Section of General Internal Medicine, The University of Chicago, Chicago, IL, USA.
Chicago Center for Diabetes Translation Research, The University of Chicago, Chicago, IL, USA.
J Gen Intern Med. 2024 Jul;39(9):1616-1624. doi: 10.1007/s11606-023-08590-w. Epub 2024 Feb 12.
Healthcare systems are increasingly screening and referring patients for unmet social needs (e.g., food insecurity). Little is known about the intensity of support necessary to address unmet needs, how this support may vary by circumstance or time (duration), or the factors that may contribute to this variation.

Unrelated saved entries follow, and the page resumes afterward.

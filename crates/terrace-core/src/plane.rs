//! Least-squares plane fit and strike/dip estimation for terrace surfaces.
//!
//! Each terrace is modelled as `Elevation ≈ a·X + b·Y + c`. From the fitted
//! coefficients:
//!
//!   dip_slope   = √(a² + b²)
//!   dip_angle   = atan(dip_slope)
//!   θ±          = acos(a / dip_slope)
//!
//! The sign of θ± is chosen by comparing `round(dip_angle · cos θ±, 6)` with
//! `round(a, 6)` (half-to-even). The resulting orientation is flipped by π
//! whenever the plane rises along it, so the dip direction always points
//! downslope. Strike is the dip direction rotated by −π/2 (right-hand rule).
//! Angles are radians; dip direction and strike are normalised to [0, 2π).
use std::borrow::Cow;
use std::f64::consts::{FRAC_PI_2, PI, TAU};

use nalgebra::{DMatrix, DVector};
use serde::Serialize;
use tracing::{debug, info, warn};

use crate::error::{Result, TerraceError};
use crate::table::TerraceTable;

/// Slopes below this are treated as a horizontal plane.
const HORIZONTAL_SLOPE_EPS: f64 = 1e-12;
/// Smallest-to-largest singular value ratio below which the design matrix is
/// considered rank deficient.
const RANK_TOLERANCE: f64 = 1e-10;
/// Decimal places used by the orientation sign test.
const SIGN_TEST_DECIMALS: i32 = 6;
/// Sweep limit for the SVD of the design matrix.
const SVD_MAX_ITERATIONS: usize = 1000;

/// Coefficients of `z = a·x + b·y + c`.
#[derive(Debug, Clone, Copy, PartialEq, Serialize)]
pub struct PlaneCoefficients {
    pub a: f64,
    pub b: f64,
    pub c: f64,
}

impl PlaneCoefficients {
    #[inline]
    pub fn elevation_at(&self, x: f64, y: f64) -> f64 {
        self.a * x + self.b * y + self.c
    }
}

/// Orientation of a fitted plane.
#[derive(Debug, Clone, Copy, PartialEq, Serialize)]
pub struct DipAngles {
    /// √(a² + b²), rise over run along the steepest line.
    pub dip_slope: f64,
    /// atan(dip_slope), radians.
    pub dip_angle: f64,
    /// Downslope azimuth in radians, counter-clockwise from +X, in [0, 2π).
    pub dip_direction: f64,
    /// Sign picked by the orientation test: +1 or −1.
    pub orientation_sign: i8,
    /// Dip direction − π/2, in [0, 2π).
    pub strike: f64,
}

/// Plane fit and orientation for one terrace.
#[derive(Debug, Clone, Copy, PartialEq, Serialize)]
pub struct DipEstimate {
    pub terrace_id: i64,
    pub n_points: usize,
    pub plane: PlaneCoefficients,
    pub angles: DipAngles,
    /// Mean (x, y, z) of the fitted points.
    pub centroid: [f64; 3],
}

impl DipEstimate {
    pub fn dip_deg(&self) -> f64 {
        self.angles.dip_angle.to_degrees()
    }

    pub fn dip_direction_deg(&self) -> f64 {
        self.angles.dip_direction.to_degrees()
    }

    pub fn strike_deg(&self) -> f64 {
        self.angles.strike.to_degrees()
    }
}

/// A terrace that could not be fitted, with the reason.
#[derive(Debug)]
pub struct SkippedTerrace {
    pub terrace_id: i64,
    pub reason: TerraceError,
}

/// Outcome of fitting every terrace in a table.
#[derive(Debug, Default)]
pub struct DipReport {
    /// Successful fits, ascending by TerraceID.
    pub estimates: Vec<DipEstimate>,
    pub skipped: Vec<SkippedTerrace>,
}

/// Round half-to-even at `decimals` places.
fn round_to(value: f64, decimals: i32) -> f64 {
    let scale = 10f64.powi(decimals);
    (value * scale).round_ties_even() / scale
}

/// Wrap an angle into [0, 2π). `rem_euclid` can round up to exactly 2π for
/// tiny negative inputs.
fn normalize_azimuth(angle: f64) -> f64 {
    let wrapped = angle.rem_euclid(TAU);
    if wrapped >= TAU {
        0.0
    } else {
        wrapped
    }
}

/// `points` without rows holding a NaN or infinite coordinate, provided at
/// least three remain.
fn finite_rows(terrace_id: i64, points: &[[f64; 3]]) -> Result<Cow<'_, [[f64; 3]]>> {
    if points.is_empty() {
        return Err(TerraceError::EmptyGroup { terrace_id });
    }
    let is_finite = |p: &[f64; 3]| p.iter().all(|v| v.is_finite());
    let rows: Cow<'_, [[f64; 3]]> = if points.iter().all(is_finite) {
        Cow::Borrowed(points)
    } else {
        Cow::Owned(points.iter().copied().filter(is_finite).collect())
    };

    let dropped = points.len() - rows.len();
    if rows.len() < 3 {
        return Err(if dropped > 0 {
            TerraceError::NonFinitePoints { terrace_id, dropped, kept: rows.len() }
        } else {
            TerraceError::TooFewPoints { terrace_id, needed: 3, got: rows.len() }
        });
    }
    if dropped > 0 {
        warn!(terrace_id, dropped, "ignoring rows with non-finite coordinates");
    }
    Ok(rows)
}

/// Least-squares fit of `z = a·x + b·y + c` to `points` given as `[x, y, z]`.
/// Rows with a non-finite coordinate are left out of the fit.
pub fn fit_plane(terrace_id: i64, points: &[[f64; 3]]) -> Result<PlaneCoefficients> {
    let rows = finite_rows(terrace_id, points)?;
    solve_plane(terrace_id, &rows)
}

/// x and y are centred before solving; large projected coordinates would
/// otherwise swamp the intercept column. `points` must be finite.
fn solve_plane(terrace_id: i64, points: &[[f64; 3]]) -> Result<PlaneCoefficients> {
    let n = points.len();
    let [mx, my, _] = centroid(points);
    let design = DMatrix::<f64>::from_fn(n, 3, |r, c| match c {
        0 => points[r][0] - mx,
        1 => points[r][1] - my,
        _ => 1.0,
    });
    let z = DVector::<f64>::from_iterator(n, points.iter().map(|p| p[2]));

    let svd = design
        .try_svd(true, true, f64::EPSILON, SVD_MAX_ITERATIONS)
        .ok_or(TerraceError::FitDidNotConverge { terrace_id })?;
    let s_max = svd.singular_values.max();
    let s_min = svd.singular_values.min();
    if !(s_max > 0.0) || s_min <= s_max * RANK_TOLERANCE {
        return Err(TerraceError::CollinearPoints { terrace_id });
    }
    let coeffs = svd
        .solve(&z, 0.0)
        .map_err(|_| TerraceError::CollinearPoints { terrace_id })?;

    let (a, b, c_centred) = (coeffs[0], coeffs[1], coeffs[2]);
    Ok(PlaneCoefficients { a, b, c: c_centred - a * mx - b * my })
}

/// Dip slope, dip angle, dip direction and strike of a fitted plane.
pub fn dip_angles(terrace_id: i64, plane: &PlaneCoefficients) -> Result<DipAngles> {
    let PlaneCoefficients { a, b, .. } = *plane;

    let dip_slope = (a * a + b * b).sqrt();
    if !(dip_slope > HORIZONTAL_SLOPE_EPS) {
        return Err(TerraceError::DegeneratePlane { terrace_id });
    }
    let dip_angle = dip_slope.atan();

    // Orientation is ±θ; acos alone cannot tell the two apart.
    let theta_pm = (a / dip_slope).clamp(-1.0, 1.0).acos();
    let is_plus = round_to(dip_angle * theta_pm.cos(), SIGN_TEST_DECIMALS)
        == round_to(a, SIGN_TEST_DECIMALS);
    let orientation_sign: i8 = if is_plus { 1 } else { -1 };
    let dip_orientation = f64::from(orientation_sign) * theta_pm;

    // Dips go downslope: flip when the plane rises along the orientation.
    let slope = a * dip_orientation.cos() + b * dip_orientation.sin();
    let dip_direction = if slope > 0.0 {
        dip_orientation + PI
    } else {
        dip_orientation
    };

    Ok(DipAngles {
        dip_slope,
        dip_angle,
        dip_direction: normalize_azimuth(dip_direction),
        orientation_sign,
        strike: normalize_azimuth(dip_direction - FRAC_PI_2),
    })
}

/// Fit a plane to one terrace and derive its orientation.
pub fn estimate_dip(terrace_id: i64, points: &[[f64; 3]]) -> Result<DipEstimate> {
    let rows = finite_rows(terrace_id, points)?;
    let plane = solve_plane(terrace_id, &rows)?;
    let angles = dip_angles(terrace_id, &plane)?;
    Ok(DipEstimate {
        terrace_id,
        n_points: rows.len(),
        plane,
        angles,
        centroid: centroid(&rows),
    })
}

/// Fit every terrace group in `table` independently.
///
/// A group that cannot be fitted is recorded in [`DipReport::skipped`] and
/// does not affect the others. Returns `NoValidTerraces` when no group fits.
pub fn estimate_dips(table: &TerraceTable) -> Result<DipReport> {
    let groups: Vec<(i64, Vec<[f64; 3]>)> = table.xyz_groups().into_iter().collect();

    #[cfg(feature = "threading")]
    let results: Vec<(i64, Result<DipEstimate>)> = {
        use rayon::prelude::*;
        groups
            .into_par_iter()
            .map(|(id, pts)| (id, estimate_dip(id, &pts)))
            .collect()
    };
    #[cfg(not(feature = "threading"))]
    let results: Vec<(i64, Result<DipEstimate>)> = groups
        .into_iter()
        .map(|(id, pts)| (id, estimate_dip(id, &pts)))
        .collect();

    let mut report = DipReport::default();
    for (terrace_id, result) in results {
        match result {
            Ok(est) => {
                debug!(
                    terrace_id,
                    dip_deg = est.dip_deg(),
                    dip_direction_deg = est.dip_direction_deg(),
                    "plane fitted"
                );
                report.estimates.push(est);
            }
            Err(reason) => {
                warn!(terrace_id, %reason, "skipping terrace");
                report.skipped.push(SkippedTerrace { terrace_id, reason });
            }
        }
    }

    if report.estimates.is_empty() {
        return Err(TerraceError::NoValidTerraces { skipped: report.skipped.len() });
    }
    info!(
        fitted = report.estimates.len(),
        skipped = report.skipped.len(),
        "terrace dips estimated"
    );
    Ok(report)
}

fn centroid(points: &[[f64; 3]]) -> [f64; 3] {
    let n = points.len().max(1) as f64;
    let mut sum = [0.0f64; 3];
    for p in points {
        sum[0] += p[0];
        sum[1] += p[1];
        sum[2] += p[2];
    }
    [sum[0] / n, sum[1] / n, sum[2] / n]
}
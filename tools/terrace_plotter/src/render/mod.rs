//! Figure renderers. Each takes its data plus an explicit [`RenderConfig`] and
//! returns an RGB image; saving is left to the caller.
pub mod dip;
pub mod profile;
pub mod raster;

use std::ops::Range;
use std::sync::OnceLock;

use anyhow::{Context, Result};
use image::RgbImage;
use plotters::coord::Shift;
use plotters::prelude::*;
use plotters::style::{register_font, FontDesc, FontFamily, FontStyle};

use crate::colour::Rgb;
use crate::figure::RenderConfig;

/// Faces rasterised by plotters' ab_glyph backend. There is no serif face
/// among the bundled fonts, so serif text uses the sans face.
const EMBEDDED_FONTS: [(&str, &[u8]); 3] = [
    ("sans-serif", epaint_default_fonts::UBUNTU_LIGHT),
    ("serif", epaint_default_fonts::UBUNTU_LIGHT),
    ("monospace", epaint_default_fonts::HACK_REGULAR),
];

static FONTS: OnceLock<std::result::Result<(), String>> = OnceLock::new();

/// Register [`EMBEDDED_FONTS`] with plotters, once per process.
pub(crate) fn register_fonts() -> Result<()> {
    FONTS
        .get_or_init(|| {
            for (family, bytes) in EMBEDDED_FONTS {
                register_font(family, FontStyle::Normal, bytes)
                    .map_err(|_| format!("bundled {family} font is not a valid TrueType face"))?;
            }
            Ok(())
        })
        .clone()
        .map_err(anyhow::Error::msg)
}

/// Draw into an in-memory white canvas of `size` pixels.
pub(crate) fn draw_to_image<F>(size: (u32, u32), draw: F) -> Result<RgbImage>
where
    F: FnOnce(DrawingArea<BitMapBackend<'_>, Shift>) -> Result<()>,
{
    register_fonts()?;
    let (w, h) = size;
    let mut buf = vec![255u8; w as usize * h as usize * 3];
    {
        let root = BitMapBackend::with_buffer(&mut buf, size).into_drawing_area();
        draw(root)?;
    }
    RgbImage::from_raw(w, h, buf).with_context(|| format!("figure buffer is not {w}x{h}"))
}

pub(crate) fn rgb(c: Rgb) -> RGBColor {
    RGBColor(c[0], c[1], c[2])
}

/// Only the embedded families can be drawn; other names fall back to sans-serif.
fn font_family(cfg: &RenderConfig) -> FontFamily<'static> {
    match cfg.font_family.as_str() {
        "serif" => FontFamily::Serif,
        "monospace" => FontFamily::Monospace,
        _ => FontFamily::SansSerif,
    }
}

/// Configured font, scaled relative to the base label size.
pub(crate) fn font(cfg: &RenderConfig, scale: f64) -> FontDesc<'static> {
    FontDesc::new(font_family(cfg), cfg.font_px() * scale, FontStyle::Normal)
}

/// `[lo, hi]` widened by 5% each side; a zero-width range is widened around `lo`.
pub(crate) fn padded(lo: f64, hi: f64) -> Range<f64> {
    let span = hi - lo;
    let pad = if span > 0.0 { span * 0.05 } else { lo.abs().max(1.0) * 0.05 };
    (lo - pad)..(hi + pad)
}

// ── Colour bar ────────────────────────────────────────────────────────────────

/// Legend drawn in a strip to the right of a figure.
pub enum ColourBar {
    /// One swatch per class, lowest class at the bottom.
    Discrete { labels: Vec<String>, colours: Vec<Rgb>, title: String },
    /// Gradient between `lo` and `hi`.
    Continuous { lo: f64, hi: f64, ramp: fn(f64) -> Rgb, title: String },
}

const GRADIENT_STEPS: usize = 64;

pub(crate) fn draw_colour_bar<DB>(
    area: &DrawingArea<DB, Shift>,
    bar: &ColourBar,
    cfg: &RenderConfig,
) -> Result<()>
where
    DB: DrawingBackend,
    DB::ErrorType: 'static,
{
    let (w, h) = area.dim_in_pixel();
    let (w, h) = (w as i32, h as i32);
    let x0 = w / 10;
    let x1 = x0 + (w / 5).max(2);
    let top = h / 10;
    let bottom = h - h / 10;
    let label_x = x1 + w / 20;
    let label_font = font(cfg, 0.8);

    let swatch = |i: usize, n: usize| {
        let span = (bottom - top) as f64;
        let y_hi = bottom - (span * (i + 1) as f64 / n as f64).round() as i32;
        let y_lo = bottom - (span * i as f64 / n as f64).round() as i32;
        (y_hi, y_lo)
    };

    let title = match bar {
        ColourBar::Discrete { labels, colours, title } => {
            let n = colours.len();
            for (i, colour) in colours.iter().enumerate() {
                let (y_hi, y_lo) = swatch(i, n);
                area.draw(&Rectangle::new([(x0, y_hi), (x1, y_lo)], rgb(*colour).filled()))?;
                if let Some(label) = labels.get(i) {
                    let y_mid = (y_hi + y_lo) / 2;
                    area.draw(&Text::new(label.clone(), (label_x, y_mid), label_font.clone()))?;
                }
            }
            title
        }
        ColourBar::Continuous { lo, hi, ramp, title } => {
            for i in 0..GRADIENT_STEPS {
                let t = (i as f64 + 0.5) / GRADIENT_STEPS as f64;
                let (y_hi, y_lo) = swatch(i, GRADIENT_STEPS);
                area.draw(&Rectangle::new([(x0, y_hi), (x1, y_lo)], rgb(ramp(t)).filled()))?;
            }
            area.draw(&Text::new(format!("{lo:.1}"), (label_x, bottom), label_font.clone()))?;
            area.draw(&Text::new(format!("{hi:.1}"), (label_x, top), label_font.clone()))?;
            title
        }
    };
    area.draw(&Rectangle::new([(x0, top), (x1, bottom)], BLACK.stroke_width(1)))?;
    area.draw(&Text::new(title.clone(), (x0, top / 3), font(cfg, 0.9)))?;
    Ok(())
}
//! Stage orchestration: load → size filter → profiles | plane fits.
use std::collections::BTreeMap;
use std::path::PathBuf;

use serde::{Deserialize, Serialize};
use tracing::{info, warn};

use crate::error::{Result, TerraceError};
use crate::filter::{filter_by_size_report, SizeBounds};
use crate::plane::{estimate_dips, DipReport};
use crate::profile::{extract_profiles, ChannelProfile, ProfileFilter, ProfileSet};
use crate::table::{read_channel_csv, read_terrace_csv, TerraceTable};

// ── Configuration ─────────────────────────────────────────────────────────────

/// Inputs shared by every analysis entry point. Nothing is read from disk
/// until one of the entry points runs.
#[derive(Debug, Clone, PartialEq, Serialize, Deserialize)]
pub struct AnalysisConfig {
    pub data_dir: PathBuf,
    /// DEM name; every input file starts with it.
    pub prefix: String,
    pub size_bounds: SizeBounds,
    pub profile_filter: ProfileFilter,
    /// Average channel elevations that share a distance into one node.
    #[serde(default)]
    pub mean_channel: bool,
}

impl AnalysisConfig {
    pub fn new(data_dir: impl Into<PathBuf>, prefix: impl Into<String>) -> Self {
        Self {
            data_dir: data_dir.into(),
            prefix: prefix.into(),
            size_bounds: SizeBounds::default(),
            profile_filter: ProfileFilter::default(),
            mean_channel: false,
        }
    }
}

// ── Outputs ───────────────────────────────────────────────────────────────────

/// Everything the long-profile figure needs.
#[derive(Debug)]
pub struct LongProfileData {
    pub channel: ChannelProfile,
    pub profiles: ProfileSet,
    /// Terraces dropped by the size filter, with their pixel counts.
    pub excluded_by_size: BTreeMap<i64, usize>,
}

// ── Entry points ──────────────────────────────────────────────────────────────

/// Terrace table with the size filter applied. Every excluded TerraceID is
/// logged with its pixel count.
pub fn filtered_terraces(config: &AnalysisConfig) -> Result<(TerraceTable, BTreeMap<i64, usize>)> {
    let raw = read_terrace_csv(&config.data_dir, &config.prefix)?;
    let report = filter_by_size_report(&raw, config.size_bounds);
    let SizeBounds { min_size, max_size } = config.size_bounds;
    for (&terrace_id, &pixels) in &report.excluded {
        info!(terrace_id, pixels, min_size, max_size, "terrace excluded by size");
    }
    info!(
        rows = raw.len(),
        kept_rows = report.table.len(),
        excluded_terraces = report.excluded.len(),
        "terrace table loaded"
    );
    Ok((report.table, report.excluded))
}

/// Accepted terrace profiles. Fails with `NoValidTerraces` when none pass.
pub fn terrace_profiles(config: &AnalysisConfig) -> Result<(ProfileSet, BTreeMap<i64, usize>)> {
    let (terraces, excluded) = filtered_terraces(config)?;
    let profiles = extract_profiles(&terraces, &config.profile_filter);
    for (terrace_id, reason) in &profiles.rejected {
        warn!(terrace_id, %reason, "terrace left out of profile plot");
    }
    if profiles.is_empty() {
        return Err(TerraceError::NoValidTerraces {
            skipped: excluded.len() + profiles.rejected.len(),
        });
    }
    Ok((profiles, excluded))
}

/// Terrace profiles plus the channel baseline, sentinel rows removed. With
/// `mean_channel` set, channel rows sharing a distance are averaged.
pub fn long_profile(config: &AnalysisConfig) -> Result<LongProfileData> {
    let (profiles, excluded_by_size) = terrace_profiles(config)?;
    let channel_table = read_channel_csv(&config.data_dir, &config.prefix)?;
    let channel = if config.mean_channel {
        ChannelProfile::mean_from_table(&channel_table)
    } else {
        ChannelProfile::from_table(&channel_table)
    };
    info!(
        channel_nodes = channel.len(),
        input_rows = channel_table.len(),
        mean = config.mean_channel,
        "channel baseline loaded"
    );
    Ok(LongProfileData { channel, profiles, excluded_by_size })
}

/// Plane fit, dip and strike of every terrace that passes the size filter.
pub fn terrace_dips(config: &AnalysisConfig) -> Result<DipReport> {
    terrace_dips_with_table(config).map(|(report, _)| report)
}

/// As [`terrace_dips`], also returning the filtered table the planes were
/// fitted to.
pub fn terrace_dips_with_table(config: &AnalysisConfig) -> Result<(DipReport, TerraceTable)> {
    let (terraces, excluded) = filtered_terraces(config)?;
    if terraces.is_empty() {
        return Err(TerraceError::NoValidTerraces { skipped: excluded.len() });
    }
    let report = estimate_dips(&terraces)?;
    Ok((report, terraces))
}
//! Planimetric terrace areas: pixel count times cell area.
use std::collections::BTreeMap;

use serde::Serialize;

use crate::raster::EnviRaster;
use crate::table::TerraceTable;

#[derive(Debug, Clone, Copy, PartialEq, Serialize)]
pub struct TerraceArea {
    #[serde(rename = "TerraceID")]
    pub terrace_id: i64,
    #[serde(rename = "PixelCount")]
    pub pixel_count: usize,
    #[serde(rename = "AreaM2")]
    pub area_m2: f64,
}

/// Area of each terrace in `table`, ascending by TerraceID.
pub fn terrace_areas(table: &TerraceTable, cell_area_m2: f64) -> Vec<TerraceArea> {
    table
        .group_sizes()
        .into_iter()
        .map(|(terrace_id, pixel_count)| TerraceArea {
            terrace_id,
            pixel_count,
            area_m2: pixel_count as f64 * cell_area_m2,
        })
        .collect()
}

/// Pixel count per terrace in a TerraceID raster. NaN cells and non-positive
/// IDs are background.
pub fn pixel_counts(raster: &EnviRaster) -> BTreeMap<i64, usize> {
    let mut counts = BTreeMap::new();
    for &v in &raster.data {
        if v.is_finite() && v > 0.0 {
            *counts.entry(v.round() as i64).or_insert(0) += 1;
        }
    }
    counts
}

/// Cell area of a TerraceID raster, falling back to `default_cell_area`
/// when the header carries no `map info`.
pub fn raster_cell_area(raster: &EnviRaster, default_cell_area: f64) -> f64 {
    raster.cell_area().unwrap_or(default_cell_area)
}
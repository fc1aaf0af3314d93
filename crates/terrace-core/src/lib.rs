//! Terrace long-profile analysis: CSV loading, size filtering, tread
//! envelopes, plane-fit strike/dip, ENVI raster input.
pub mod area;
pub mod error;
pub mod filter;
pub mod pipeline;
pub mod plane;
pub mod profile;
pub mod raster;
pub mod table;

pub use error::{Result, TerraceError};
pub use filter::{filter_by_size, SizeBounds};
pub use pipeline::AnalysisConfig;
pub use plane::{estimate_dip, estimate_dips, DipEstimate, DipReport};
pub use profile::{extract_profiles, ChannelProfile, ProfileFilter, ProfileSet, TerraceProfile};
pub use raster::EnviRaster;
pub use table::{read_channel_csv, read_terrace_csv, ChannelTable, TerraceTable};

Describe health navigator services and the effort required to support patients with complex needs at a community health center in East Oakland, CA.
Retrospective analysis of de-identified patient contact notes (e.g., progress notes).
Convenience sample of patients (n = 27) enrolled in diabetes education and referred to health navigators.
Navigators provide education on managing conditions (e.g., diabetes), initiate and track medical and social needs referrals, and navigate patients to medical and social care organizations.
Descriptive statistics for prevalence, mean, median, and range values of patient contacts and navigation services. We described patterns and variation in navigation utilization (both contacts and navigation services) based on types of need.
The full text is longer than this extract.